Sunil Bharti Mittal, the Indian business mogul who founded the giant telecoms company Bharti Airtel, Tuesday made a quiet but high profile visit to Kenya with a date at State House Nairobi where he met President Uhuru Kenyatta.
Mr Mittal, who is the chief executive of Bharti Enterprises, the conglomerate that owns the telecoms firm Bharti Airtel, made the visit at a time when the company’s local subsidiary Airtel Kenya is grappling with a number of regulatory challenges.
Mr Mittal, accompanied by Airtel Kenya chairman Titus Naikuni, met Mr Kenyatta at State House where they discussed a range of issues, including Airtel’s support of the public schools digitisation programme.
Keen followers of Airtel Kenya’s agenda in recent months will expect that Mr Mittal consulted Mr Kenyatta on the very sticky issues such as its licensing problem, whose renewal the Communications Authority of Kenya (CA) has tied to payment of a Sh2.7 billion fee.
Airtel did not respond to our queries by the time of going to press, but Mr Mittal’s State House visit is in line with those of his peers who have sought the Presidency’s intervention when their companies are facing major regulatory challenges.
Airtel’s operating licence expired in February last year and its renewal remains uncertain as it fights payment of the fee.

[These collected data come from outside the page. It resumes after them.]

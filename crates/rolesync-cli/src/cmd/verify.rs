use std::path::Path;

use crate::app::App;
use crate::output::print_json;
use rolesync_core::report::RunReport;

pub async fn members(
    config_path: &Path,
    batch_size: usize,
    dry_run: bool,
    json: bool,
) -> anyhow::Result<()> {
    let app = App::load(config_path)?;
    let (narrator, writer) = app.narrator();
    let report = {
        let mut service = app.member_service(narrator);
        service.run(batch_size, dry_run).await
    };
    // All narrator handles are gone; wait for the channel sink to flush.
    let _ = writer.await;
    finish(report, json)
}

pub async fn students(
    config_path: &Path,
    start_row: u32,
    batch_size: usize,
    json: bool,
) -> anyhow::Result<()> {
    let app = App::load(config_path)?;
    let (narrator, writer) = app.narrator();
    let report = {
        let service = app.student_service(narrator);
        service.run(start_row, batch_size).await
    };
    let _ = writer.await;
    finish(report, json)
}

fn finish(report: RunReport, json: bool) -> anyhow::Result<()> {
    if json {
        print_json(&report)?;
    } else {
        println!(
            "processed {} of {} peeked{}",
            report.processed(),
            report.peeked,
            if report.dry_run { " (dry run)" } else { "" }
        );
    }
    if let Some(reason) = &report.aborted {
        anyhow::bail!("run aborted: {}", serde_json::to_string(reason)?);
    }
    Ok(())
}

Airtel’s licensing has been entangled in intrigues, with reports that the CA had initially waived the fee before making an about turn to reinstate it.
Internal communications at the CA allege that the recent disbandment of the regulator’s board was linked to the directors’ refusal to play ball on a number of issues, including waiver of Airtel’s licence fee.

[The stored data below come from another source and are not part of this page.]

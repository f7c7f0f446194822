//! Discord wire types for the small slice of the API this bot touches:
//! application commands and interaction webhooks. Discord discriminates by
//! numeric `type` fields, hence the constants instead of tagged enums.

use serde::{Deserialize, Serialize};

// ---------------------------------------------------------------------------
// Application command definitions
// ---------------------------------------------------------------------------

pub const OPTION_TYPE_INTEGER: u8 = 4;
pub const OPTION_TYPE_BOOLEAN: u8 = 5;

#[derive(Debug, Clone, Serialize, Deserialize)]
pub struct CommandDefinition {
    pub name: String,
    pub description: String,
    #[serde(default, skip_serializing_if = "Vec::is_empty")]
    pub options: Vec<CommandOption>,
}

#[derive(Debug, Clone, Serialize, Deserialize)]
pub struct CommandOption {
    #[serde(rename = "type")]
    pub kind: u8,
    pub name: String,
    pub description: String,
    #[serde(default)]
    pub required: bool,
}

// ---------------------------------------------------------------------------
// Incoming interactions
// ---------------------------------------------------------------------------

pub const INTERACTION_TYPE_PING: u8 = 1;
pub const INTERACTION_TYPE_APPLICATION_COMMAND: u8 = 2;

#[derive(Debug, Clone, Deserialize)]
pub struct Interaction {
    #[serde(rename = "type")]
    pub kind: u8,
    #[serde(default)]
    pub data: Option<InteractionData>,
}

#[derive(Debug, Clone, Deserialize)]
pub struct InteractionData {
    pub name: String,
    #[serde(default)]
    pub options: Vec<InteractionOption>,
}

#[derive(Debug, Clone, Deserialize)]
pub struct InteractionOption {
    pub name: String,
    #[serde(default)]
    pub value: serde_json::Value,
}

impl InteractionData {
    pub fn integer_option(&self, name: &str) -> Option<i64> {
        self.options
            .iter()
            .find(|o| o.name == name)
            .and_then(|o| o.value.as_i64())
    }

    pub fn boolean_option(&self, name: &str) -> Option<bool> {
        self.options
            .iter()
            .find(|o| o.name == name)
            .and_then(|o| o.value.as_bool())
    }
}

// ---------------------------------------------------------------------------
// Interaction responses
// ---------------------------------------------------------------------------

pub const RESPONSE_TYPE_PONG: u8 = 1;
pub const RESPONSE_TYPE_CHANNEL_MESSAGE: u8 = 4;

#[derive(Debug, Clone, Serialize)]
pub struct InteractionResponse {
    #[serde(rename = "type")]
    pub kind: u8,
    #[serde(skip_serializing_if = "Option::is_none")]
    pub data: Option<InteractionResponseData>,
}

#[derive(Debug, Clone, Serialize)]
pub struct InteractionResponseData {
    pub content: String,
}

impl InteractionResponse {
    pub fn pong() -> Self {
        Self {
            kind: RESPONSE_TYPE_PONG,
            data: None,
        }
    }

    pub fn message(content: impl Into<String>) -> Self {
        Self {
            kind: RESPONSE_TYPE_CHANNEL_MESSAGE,
            data: Some(InteractionResponseData {
                content: content.into(),
            }),
        }
    }
}

#[cfg(test)]
mod tests {
    use super::*;

    #[test]
    fn interaction_options_parse_by_name() {
        let data: Interaction = serde_json::from_str(
            r#"{"type":2,"data":{"name":"verify-members","options":[
                {"name":"batchsize","type":4,"value":7},
                {"name":"dryrun","type":5,"value":false}
            ]}}"#,
        )
        .unwrap();
        let data = data.data.unwrap();
        assert_eq!(data.integer_option("batchsize"), Some(7));
        assert_eq!(data.boolean_option("dryrun"), Some(false));
        assert_eq!(data.integer_option("missing"), None);
    }

    #[test]
    fn ping_has_no_data() {
        let ping: Interaction = serde_json::from_str(r#"{"type":1}"#).unwrap();
        assert_eq!(ping.kind, INTERACTION_TYPE_PING);
        assert!(ping.data.is_none());
    }

    #[test]
    fn responses_serialize_with_numeric_type() {
        let pong = serde_json::to_value(InteractionResponse::pong()).unwrap();
        assert_eq!(pong, serde_json::json!({"type": 1}));

        let msg = serde_json::to_value(InteractionResponse::message("Command received.")).unwrap();
        assert_eq!(
            msg,
            serde_json::json!({"type": 4, "data": {"content": "Command received."}})
        );
    }
}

“But what seems to have broken the camel’s back was the board insisting that Airtel Kenya must pay a total of Sh2.7 billion owed to the authority in licensee fees,” reads part of the CA correspondence seen by the Business Daily, adding that “(these) fees had initially been waived in unclear circumstances.”
The CA board was disbanded early this month following Attorney- General Githu Muigai’s advice that an appeal challenging the High Court orders sending the team home be withdrawn.
ICT secretary Joe Mucheru said the seven-member board had ceased to be in office and that a process to establish a new team had started immediately.
The CA board was first disbanded by Justice George Odunga on May 29 last year on grounds that it had been illegally constituted.
The board together with the then ICT secretary Fred Matiang’i moved to the Court of Appeal to contest the ruling.
Airtel reckons that the fee is too high for a small operator like itself, arguing for a review of the amount with no success.
This has seen it rely on an operating licence acquired along with Essar’s (yuMobile) assets in a deal concluded early last year.
The Sh2.7 billion demanded by CA includes Sh2 billion in spectrum fees and Sh30.2 million for initial annual operating fees.
Francis Wangusi, the CA director-general, has demanded that Airtel pays all applicable fees before its licence is renewed and that the Essar licence they are currently operating on was not automatically transferable.
Last year, in a joint buyout valued at Sh12.3 billion, Airtel acquired Essar Telecom’s subscribers, GSM licences and subscriber-related contracts.
Safaricom acquired Essar Telecom’s passive infrastructure located on 453 sites and associated agreements, transfer of the ground leases on which the passive infrastructure sits, and the right to use the spectrum among others.
Airtel had until February 2015 to pay the renewal fee for a 10-year licence following the expiry of the permit issued in 2000. Airtel paid Sh4.7 billion for its first 15-year licence.
In a previous interview with the Business Daily, Airtel Kenya said it was counting on its parent company Bharti to pay the renewal fee – citing the fact that its Kenyan business is yet to break even.
Besides the fee, renewal of Airtel’s licence is also tied to its meeting set service quality targets.
All the four mobile operators, namely Safaricom, Airtel, Orange and yuMobile failed to meet the minimum quality of voice service standards in the year to June 2015.
The CA expects the operator to achieve a score of 80 per cent on the eight indicators, including speech quality, completed calls, call success rates and call drop rate.
Safaricom, Airtel and Telkom Kenya’s Orange tied on a score of 62.5 per cent in the year to June while yuMobile had a 50 per cent rating.